Records supplied
impl ShippingManager {
    /// Create an empty manager for `player_id`.
    pub fn new(player_id: PlayerId) -> Self {
        Self {
            player_id,
            tasks: Vec::new(),
            reservations: BTreeMap::new(),
            buffer: BTreeMap::new(),
            next_id: 1,
        }
    }

    /// Player whose shipments are managed.
    pub fn player_id(&self) -> PlayerId {
        self.player_id
    }

    /// Register a new task, returning its id.
    ///
    /// `reserved` is the network reservation backing a delivery; it is
    /// released once the items are taken from the station or the task fails.
    pub fn enqueue(&mut self, mut task: ShipmentTask, reserved: u32) -> u64 {
        task.id = self.next_id;
        self.next_id += 1;
        if reserved > 0 {
            self.reservations.insert(task.id, reserved);
        }
        debug!(
            id = task.id,
            item = %task.item_id,
            quantity = task.quantity,
            direction = ?task.direction,
            "queued shipment"
        );
        let id = task.id;
        self.tasks.push(task);
        id
    }

    /// Active (non-terminal) tasks.
    pub fn tasks(&self) -> &[ShipmentTask] {
        &self.tasks
    }

    /// Quantity of `item` on its way to the player.
    pub fn inbound_quantity(&self, item: ItemId) -> u32 {
        self.sum_quantity(item, ShipmentDirection::Delivery)
    }

    /// Quantity of `item` scheduled to leave the player.
    pub fn outbound_quantity(&self, item: ItemId) -> u32 {
        self.sum_quantity(item, ShipmentDirection::Recycle)
    }

    fn sum_quantity(&self, item: ItemId, direction: ShipmentDirection) -> u32 {
        self.tasks
            .iter()
            .filter(|task| task.item_id == item && task.direction == direction)
            .map(|task| task.quantity)
            .fold(0u32, u32::saturating_add)
    }

    /// Items delivered but waiting for room in the inventory.
    pub fn buffered_quantity(&self, item: ItemId) -> u32 {
        self.buffer.get(&item).copied().unwrap_or(0)
    }

    /// Personal buffer contents in item order.
    pub fn buffer(&self) -> &BTreeMap<ItemId, u32> {
        &self.buffer
    }

    /// Whether the player has, or will soon have, at least one `item`.
    pub fn is_item_in_inventory_or_inbound<W: World + ?Sized>(&self, world: &W, item: ItemId) -> bool {
        world.held_quantity(self.player_id, item) > 0
            || self.buffered_quantity(item) > 0
            || self.inbound_quantity(item) > 0
    }

    /// Inbound progress grouped by item.
    pub fn load_state<W: World + ?Sized>(&self, world: &W, now: u64) -> Vec<ItemLoadState> {
        ItemLoadState::collect(&self.tasks, now, |item| world.item_name(item))
    }

    /// Advance every task and flush the personal buffer.
    pub fn process<W: World + ?Sized>(
        &mut self,
        world: &mut W,
        network: &LogisticsNetwork,
        now: u64,
    ) -> ProcessReport {
        let mut report = ProcessReport::default();

        for mut task in mem::take(&mut self.tasks) {
            let step = match task.status() {
                ShipmentStatus::Queued => {
                    if let Some(reserved) = self.reservations.remove(&task.id) {
                        network.release(task.item_id, reserved);
                    }
                    dispatch(&mut task, world, now)
                }
                ShipmentStatus::InTransit if task.has_arrived(now) => {
                    self.complete(&mut task, world, &mut report)
                }
                _ => Ok(()),
            };

            if let Err(err) = step {
                warn!(id = task.id, "shipment failed: {err}");
                if let Err(err) = task.transition(ShipmentStatus::Failed) {
                    warn!(id = task.id, "{err}");
                }
            }

            match task.status() {
                ShipmentStatus::Delivered => {
                    info!(
                        id = task.id,
                        item = %task.item_id,
                        quantity = task.quantity,
                        direction = ?task.direction,
                        "shipment delivered"
                    );
                    report.delivered.push(task);
                }
                ShipmentStatus::Failed => report.failed.push(task),
                _ => self.tasks.push(task),
            }
        }

        self.flush_buffer(world, &mut report);
        report
    }

    fn complete<W: World + ?Sized>(
        &mut self,
        task: &mut ShipmentTask,
        world: &mut W,
        report: &mut ProcessReport,
    ) -> Result<(), LogisticsError> {
        match task.direction {
            ShipmentDirection::Delivery => {
                let applied = match world.apply_delta(task.player_id, task.item_id, i64::from(task.quantity)) {
                    Ok(applied) => applied.clamp(0, i64::from(task.quantity)) as u32,
                    Err(err) => {
                        warn!(id = task.id, "inventory rejected delivery: {err}");
                        0
                    }
                };
                let overflow = task.quantity - applied;
                if overflow > 0 {
                    let count = self.buffer.entry(task.item_id).or_insert(0);
                    *count = count.saturating_add(overflow);
                    report.buffer_changes.push((task.item_id, *count));
                    debug!(item = %task.item_id, overflow, "inventory full, buffering delivery");
                }
            }
            ShipmentDirection::Recycle => {
                if !world.station_exists(task.station_id) {
                    return Err(stale(task));
                }
                let surplus = world
                    .held_quantity(task.player_id, task.item_id)
                    .saturating_sub(task.keep_at_least);
                let wanted = task.quantity.min(surplus);
                let removed = world
                    .apply_delta(task.player_id, task.item_id, -i64::from(wanted))
                    .map(|delta| delta.unsigned_abs().min(u64::from(wanted)) as u32)
                    .map_err(|err| unavailable(task, &err))?;

                let stored = match world.store_in_station(task.station_id, task.item_id, removed) {
                    Ok(stored) => stored.min(removed),
                    Err(err) => {
                        give_back(world, task, removed);
                        return Err(match err {
                            WorldError::StationMissing(_) => stale(task),
                            other => unavailable(task, &other),
                        });
                    }
                };
                give_back(world, task, removed - stored);
                task.quantity = stored;
            }
        }
        task.transition(ShipmentStatus::Delivered)
    }

    fn flush_buffer<W: World + ?Sized>(&mut self, world: &mut W, report: &mut ProcessReport) {
        let player = self.player_id;
        self.buffer.retain(|item, count| {
            let applied = world
                .apply_delta(player, *item, i64::from(*count))
                .map(|applied| applied.clamp(0, i64::from(*count)) as u32)
                .unwrap_or(0);
            if applied > 0 {
                *count -= applied;
                report.buffer_changes.push((*item, *count));
            }
            *count > 0
        });
    }

    /// Persist active tasks and the personal buffer for `session_id`.
    ///
    /// `now` is the game tick the task timestamps are measured against.
    pub fn save(&self, store: &dyn BlobStore, session_id: &str, now: u64) -> Result<()> {
        let stored = StoredShipments {
            session_id: session_id.to_string(),
            saved_at: Utc::now(),
            player_id: self.player_id,
            next_id: self.next_id,
            game_tick: now,
            tasks: self.tasks.clone(),
            buffer: self.buffer.iter().map(|(item, count)| (*item, *count)).collect(),
        };
        persist::save_json(store, &storage_key(session_id), &stored)?;
        info!(session = session_id, tasks = self.tasks.len(), "saved shipments");
        Ok(())
    }

    /// Replace in-memory state with what was saved for `session_id`.
    ///
    /// Restored tasks are rebased onto `now` so time already spent in
    /// transit carries over to the new clock. Tasks whose station no
    /// longer exists are returned as failed and not restored.
    pub fn load<W: World + ?Sized>(
        &mut self,
        store: &dyn BlobStore,
        session_id: &str,
        world: &W,
        now: u64,
    ) -> Vec<ShipmentTask> {
        self.reset();
        let Some(stored) = persist::load_json::<StoredShipments>(store, &storage_key(session_id))
        else {
            return Vec::new();
        };
        if stored.player_id != self.player_id {
            warn!(
                session = session_id,
                saved = %stored.player_id,
                "ignoring shipments saved for another player"
            );
            return Vec::new();
        }

        let mut discarded = Vec::new();
        for mut task in stored.tasks {
            if task.status().is_terminal() {
                continue;
            }
            if !world.station_exists(task.station_id) {
                warn!(id = task.id, "{}", stale(&task));
                if task.transition(ShipmentStatus::Failed).is_ok() {
                    discarded.push(task);
                }
                continue;
            }
            task.rebase(stored.game_tick, now);
            self.tasks.push(task);
        }

        let highest = self.tasks.iter().map(|task| task.id).max().unwrap_or(0);
        self.next_id = stored.next_id.max(highest + 1);
        self.buffer = stored
            .buffer
            .into_iter()
            .filter(|(_, count)| *count > 0)
            .collect();
        info!(
            session = session_id,
            restored = self.tasks.len(),
            discarded = discarded.len(),
            "loaded shipments"
        );
        discarded
    }

    /// Forget every task, reservation and buffered item.
    pub fn reset(&mut self) {
        self.tasks.clear();
        self.reservations.clear();
        self.buffer.clear();
        self.next_id = 1;
    }
}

Work item
From the entries above, copy every line that holds the word "StoredShipments".

Written answer
        let stored = StoredShipments {
        let Some(stored) = persist::load_json::<StoredShipments>(store, &storage_key(session_id))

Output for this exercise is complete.